Dataset records:
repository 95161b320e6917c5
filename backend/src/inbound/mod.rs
//! Inbound adapters translating external requests into domain port calls.

pub mod http;
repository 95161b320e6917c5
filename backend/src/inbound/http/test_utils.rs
//! Test helpers for inbound HTTP components.

use actix_session::{SessionMiddleware, storage::CookieSessionStore};
use actix_web::cookie::{Cookie, Key};
use actix_web::dev::ServiceResponse;

/// Session middleware with a fresh key, cookie name `session` and the
/// `Secure` flag off for plain-HTTP tests.
pub fn test_session_middleware() -> SessionMiddleware<CookieSessionStore> {
    SessionMiddleware::builder(CookieSessionStore::default(), Key::generate())
        .cookie_name("session".to_owned())
        .cookie_secure(false)
        .build()
}

/// Extract the `session` cookie set by `response`.
pub fn session_cookie<B>(response: &ServiceResponse<B>) -> Cookie<'static> {
    response
        .response()
        .cookies()
        .find(|cookie| cookie.name() == "session")
        .map(Cookie::into_owned)
        .expect("session cookie set")
}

Your task: Each entry above needs to be retyped exactly.

Result for this task:
repository 95161b320e6917c5
filename backend/src/inbound/mod.rs
//! Inbound adapters translating external requests into domain port calls.

pub mod http;
repository 95161b320e6917c5
filename backend/src/inbound/http/test_utils.rs
//! Test helpers for inbound HTTP components.

use actix_session::{SessionMiddleware, storage::CookieSessionStore};
use actix_web::cookie::{Cookie, Key};
use actix_web::dev::ServiceResponse;

/// Session middleware with a fresh key, cookie name `session` and the
/// `Secure` flag off for plain-HTTP tests.
pub fn test_session_middleware() -> SessionMiddleware<CookieSessionStore> {
    SessionMiddleware::builder(CookieSessionStore::default(), Key::generate())
        .cookie_name("session".to_owned())
        .cookie_secure(false)
        .build()
}

/// Extract the `session` cookie set by `response`.
pub fn session_cookie<B>(response: &ServiceResponse<B>) -> Cookie<'static> {
    response
        .response()
        .cookies()
        .find(|cookie| cookie.name() == "session")
        .map(Cookie::into_owned)
        .expect("session cookie set")
}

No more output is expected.